The Politics of the New Trust-Busting

A competition-protecting agenda could work for Joe Biden.

by PAUL ALEXANDER

(Photo by Drew Angerer/Getty Images)


During his first year in office, President Joe Biden watched as two signature legislative victories—the COVID relief package followed by the bipartisan infrastructure bill—were overshadowed by dual debacles. His inability to advance Build Back Better and the defeat of voting rights legislation resulted not merely from Republican opposition but, most embarrassingly, dissent within the Democratic party. The constant drumbeat of negative press coverage of his disunified party is one reason why Biden suffers from approval ratings hovering in the mid-to-low forties.


If Biden is seeking an issue to help revitalize his administration and restore his popularity, one could argue he should take a page from the playbook of Theodore Roosevelt, the populist president who used the Sherman Act to break up, among others, the railroad trusts. Often called a “trust buster,” Roosevelt said he was trying to deliver for ordinary Americans a “square deal.” Perhaps Biden, instead of instituting a new Great Society, as progressives had hoped, should aspire to create a new square deal.


In fact, Biden signaled his belief in competition last summer when he signed an executive order championing competition and denigrating monopolistic business practices. “The American promise of a broad and sustained prosperity depends on an open and competitive economy,” begins the 13-page order, which covers several sectors of the economy—agriculture, communications, defense, and more.


As it turned out, Biden meant what he said. Consider the proposed acquisition of Aerojet Rocketdyne Holdings, long the preeminent U.S. manufacturer of rocket engines, by Lockheed Martin, the nation’s number-one defense contractor by sales. The deal, worth $4.4 billion, was announced by Lockheed on December 20, 2020, in the final days of the Trump administration, which had taken a laissez-faire approach to mergers and acquisitions. But by July 2021, around the time Biden signed his executive order affirming competition, the Lockheed-Aerojet merger was anything but a done deal.


Critics of the deal, such as Senator Elizabeth Warren, argued that it would further reduce competition in the defense industry, which has contracted over the last 30 years due to a spree of mergers, and jeopardize national security. Lina M. Khan, chair of the Federal Trade Commission, the agency tasked with reviewing corporate mergers and enforcing civil antitrust laws, made her feelings known in an August 6, 2021 letter to Warren, who had relayed concern about the deal. In cases of major vertical mergers, such as the Lockheed-Aerojet deal, Khan wrote, there is a higher risk of “a reduction of competition post-merger.”


The fate of the merger remained uncertain primarily because it was unclear how all the FTC commissioners would vote on the matter. Khan and one other commissioner appointed by Biden were clearly in favor of using regulation to promote competition, but two other commissioners were named by Donald Trump. (A fifth FTC seat remains unoccupied because Biden’s nominee has not been approved by the Senate.) As a result, Lockheed announced last fall that the merger was delayed, with CEO Jim Taiclet reassuring investors the deal “continues moving through the regulatory approval process.”

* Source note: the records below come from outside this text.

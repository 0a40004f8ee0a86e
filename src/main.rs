//! Browser entry point for the bumper admin panel.
//! Wires the panel controller, tab switcher and snackbar into Yew components.

use bumper_panel::config::*;
use bumper_panel::controller::{PanelController, PendingRequest};
use bumper_panel::error::PanelError;
use bumper_panel::model::{Bootstrap, ConfigForm, Thread, ThreadBook, ThreadDraft, ThreadId, UserForm};
use bumper_panel::notify::{Notifier, Outbox};
use bumper_panel::tabs::TabSwitcher;
use bumper_panel::{http, read_bootstrap, set_document_title};
use std::cell::RefCell;
use std::rc::Rc;
use yew::prelude::*;

mod components;
mod hooks;

use components::{render_content_tab, render_nav, render_snackbar, ConfigTab, Dashboard, ThreadsTab, UserTab};
use hooks::{use_snackbar, SnackbarHandle};

// ──────────────────────────────────────────────────────────────────────────────
// Helper functions

/// Send a request in the background and apply its completion once the
/// response has fully arrived.
fn dispatch(
    pending: PendingRequest,
    controller: Rc<RefCell<PanelController>>,
    mut snackbar: SnackbarHandle,
    redraw: UseForceUpdateHandle,
) {
    wasm_bindgen_futures::spawn_local(async move {
        let PendingRequest { request, ticket } = pending;
        let result = http::send(&request).await;

        // Collect notifications first so the controller is no longer
        // borrowed when the snackbar triggers a re-render.
        let mut outbox = Outbox::default();
        {
            let mut ctl = controller.borrow_mut();
            match result {
                Ok(response) => {
                    if let Err(e) = ctl.complete(ticket, &response, &mut outbox) {
                        log::error!("{}: {}", request.path, e);
                    }
                }
                Err(e) => ctl.fail(ticket, &e, &mut outbox),
            }
        }
        outbox.deliver(&mut snackbar);
        redraw.force_update();
    });
}

/// Tell the user why an operation never left the page.
fn refuse(error: PanelError, mut snackbar: SnackbarHandle) {
    log::warn!("{}", error);
    let message = match error {
        PanelError::NoSelection => MSG_NO_SELECTION.to_string(),
        PanelError::DuplicateThread(_) => MSG_DUPLICATE_THREAD.to_string(),
        other => other.to_string(),
    };
    snackbar.notify(&message);
}

fn load_bootstrap() -> Bootstrap {
    match read_bootstrap() {
        Ok(state) => {
            log::info!("Loaded {} threads from page state", state.config.threads.len());
            state
        }
        Err(e) => {
            log::error!("{}", e);
            Bootstrap::default()
        }
    }
}

// ──────────────────────────────────────────────────────────────────────────────

/// Admin page: navigation, the four tab panels and the snackbar.
#[function_component]
pub fn App() -> Html {
    let bootstrap = use_memo((), |_| load_bootstrap());
    let controller = {
        let bootstrap = bootstrap.clone();
        use_mut_ref(move || {
            PanelController::new(ThreadBook::from_threads(bootstrap.config.threads.clone()))
        })
    };
    let tabs = use_mut_ref(|| TabSwitcher::new(TABS));
    let snackbar = use_snackbar();
    let redraw = use_force_update();

    let open_tab = {
        let tabs = tabs.clone();
        let redraw = redraw.clone();
        Callback::from(move |name: String| {
            let title = tabs.borrow_mut().open_tab(&name);
            match title {
                Some(title) => {
                    set_document_title(&title);
                    redraw.force_update();
                }
                None => log::debug!("No tab named {}", name),
            }
        })
    };

    // Open the first tab on mount
    {
        let open_tab = open_tab.clone();
        use_effect_with((), move |_| {
            open_tab.emit(TABS[0].to_string());
            || ()
        });
    }

    let on_config = {
        let controller = controller.clone();
        let snackbar = snackbar.clone();
        let redraw = redraw.clone();
        Callback::from(move |form: ConfigForm| {
            let pending = controller.borrow_mut().update_configuration(&form);
            dispatch(pending, controller.clone(), snackbar.clone(), redraw.clone());
        })
    };

    let on_user = {
        let controller = controller.clone();
        let snackbar = snackbar.clone();
        let redraw = redraw.clone();
        Callback::from(move |form: UserForm| {
            let pending = controller.borrow_mut().update_user(&form);
            dispatch(pending, controller.clone(), snackbar.clone(), redraw.clone());
        })
    };

    let on_save_thread = {
        let controller = controller.clone();
        let snackbar = snackbar.clone();
        let redraw = redraw.clone();
        Callback::from(move |_: ()| {
            let pending = controller.borrow_mut().edit_thread();
            match pending {
                Ok(pending) => dispatch(pending, controller.clone(), snackbar.clone(), redraw.clone()),
                Err(e) => refuse(e, snackbar.clone()),
            }
        })
    };

    let on_delete_thread = {
        let controller = controller.clone();
        let snackbar = snackbar.clone();
        let redraw = redraw.clone();
        Callback::from(move |_: ()| {
            let pending = controller.borrow_mut().delete_thread();
            match pending {
                Ok(pending) => dispatch(pending, controller.clone(), snackbar.clone(), redraw.clone()),
                Err(e) => refuse(e, snackbar.clone()),
            }
        })
    };

    let on_create_thread = {
        let controller = controller.clone();
        let snackbar = snackbar.clone();
        let redraw = redraw.clone();
        Callback::from(move |thread: Thread| {
            let pending = controller.borrow_mut().create_thread(thread);
            match pending {
                Ok(pending) => dispatch(pending, controller.clone(), snackbar.clone(), redraw.clone()),
                Err(e) => refuse(e, snackbar.clone()),
            }
        })
    };

    let on_select_thread = {
        let controller = controller.clone();
        let redraw = redraw.clone();
        Callback::from(move |id: ThreadId| {
            if controller.borrow_mut().select_thread(&id) {
                redraw.force_update();
            }
        })
    };

    let on_draft = {
        let controller = controller.clone();
        let redraw = redraw.clone();
        Callback::from(move |(id, draft): (ThreadId, ThreadDraft)| {
            if controller.borrow_mut().set_draft(&id, draft) {
                redraw.force_update();
            }
        })
    };

    let on_load_last_request = {
        let controller = controller.clone();
        let snackbar = snackbar.clone();
        let redraw = redraw.clone();
        Callback::from(move |_: ()| {
            let pending = controller.borrow_mut().load_last_request();
            dispatch(pending, controller.clone(), snackbar.clone(), redraw.clone());
        })
    };

    let tabs = tabs.borrow();
    let ctl = controller.borrow();

    html! {
        <div class="admin">
            { render_nav(&tabs, open_tab) }

            { render_content_tab(&tabs, "dashboard", html! {
                <Dashboard
                    bootstrap={bootstrap.clone()}
                    thread_count={ctl.threads().len()}
                    last_request={ctl.last_request().map(str::to_string)}
                    on_load_last_request={on_load_last_request}
                />
            }) }

            { render_content_tab(&tabs, "threads", html! {
                <ThreadsTab
                    book={ctl.threads().clone()}
                    on_select={on_select_thread}
                    on_draft={on_draft}
                    on_save={on_save_thread}
                    on_delete={on_delete_thread}
                    on_create={on_create_thread}
                />
            }) }

            { render_content_tab(&tabs, "config", html! {
                <ConfigTab initial={bootstrap.config_form()} on_submit={on_config} />
            }) }

            { render_content_tab(&tabs, "user", html! {
                <UserTab initial={bootstrap.user_form()} on_submit={on_user} />
            }) }

            { render_snackbar(&snackbar.snapshot()) }
        </div>
    }
}

/// Entry point: installs the panic hook and logger, then renders the App.
fn main() {
    console_error_panic_hook::set_once();
    wasm_logger::init(wasm_logger::Config::default());
    yew::Renderer::<App>::new().render();
}
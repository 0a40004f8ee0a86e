//! Exclusive tab selection for the admin page navigation.

use crate::config::TITLE_PREFIX;

/// A fixed set of named tabs with at most one active at a time.
#[derive(Debug, Clone, PartialEq, Eq)]
pub struct TabSwitcher {
    tabs: Vec<String>,
    active: Option<usize>,
}

impl TabSwitcher {
    pub fn new<I, S>(tabs: I) -> Self
    where
        I: IntoIterator<Item = S>,
        S: Into<String>,
    {
        TabSwitcher {
            tabs: tabs.into_iter().map(Into::into).collect(),
            active: None,
        }
    }

    /// Activate `name` and return the new document title. Unknown names
    /// change nothing and return `None`.
    pub fn open_tab(&mut self, name: &str) -> Option<String> {
        let idx = self.tabs.iter().position(|t| t == name)?;
        self.active = Some(idx);
        Some(document_title(name))
    }

    pub fn active(&self) -> Option<&str> {
        self.active.map(|i| self.tabs[i].as_str())
    }

    pub fn is_active(&self, name: &str) -> bool {
        self.active() == Some(name)
    }

    pub fn tabs(&self) -> impl Iterator<Item = &str> {
        self.tabs.iter().map(String::as_str)
    }
}

pub fn document_title(tab: &str) -> String {
    format!("{}{}", TITLE_PREFIX, capitalize_first(tab))
}

/// Upper-case the first character when it is an ASCII word character.
pub fn capitalize_first(s: &str) -> String {
    let mut chars = s.chars();
    match chars.next() {
        Some(c) if c.is_ascii_alphanumeric() || c == '_' => {
            let mut out = String::with_capacity(s.len());
            out.push(c.to_ascii_uppercase());
            out.push_str(chars.as_str());
            out
        }
        _ => s.to_string(),
    }
}

#[cfg(test)]
mod tests {
    use super::*;

    fn switcher() -> TabSwitcher {
        TabSwitcher::new(["dashboard", "threads", "config", "user"])
    }

    #[test]
    fn starts_with_no_active_tab() {
        assert_eq!(switcher().active(), None);
    }

    #[test]
    fn open_tab_sets_title_and_single_active() {
        let mut tabs = switcher();
        assert_eq!(tabs.open_tab("config").as_deref(), Some("Bumper :: Config"));
        assert_eq!(tabs.open_tab("threads").as_deref(), Some("Bumper :: Threads"));
        let active: Vec<_> = tabs.tabs().filter(|t| tabs.is_active(t)).collect();
        assert_eq!(active, ["threads"]);
    }

    #[test]
    fn unknown_tab_is_a_no_op() {
        let mut tabs = switcher();
        tabs.open_tab("user");
        let before = tabs.clone();
        assert_eq!(tabs.open_tab("settings"), None);
        assert_eq!(tabs, before);
    }

    #[test]
    fn capitalize_only_word_characters() {
        assert_eq!(capitalize_first("threads"), "Threads");
        assert_eq!(capitalize_first("-x"), "-x");
        assert_eq!(capitalize_first("édition"), "édition");
        assert_eq!(capitalize_first(""), "");
    }
}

But any hope of the deal being approved ended last week when the FTC voted 4-0 to file a complaint in federal court seeking a preliminary injunction to block the merger. Apparently, Khan convinced both Trump-appointed commissioners to join the Biden-appointed commissioners to kill the deal. (How ironic that two Democratic senators are blocking Biden’s legislative aspirations while two Trump-appointed FTC commissioners are allowing Biden to advance his pro-competition agenda.) The FTC challenge was so rare that, should the case end up being litigated, it would mark the first time a defense merger has been contested in decades....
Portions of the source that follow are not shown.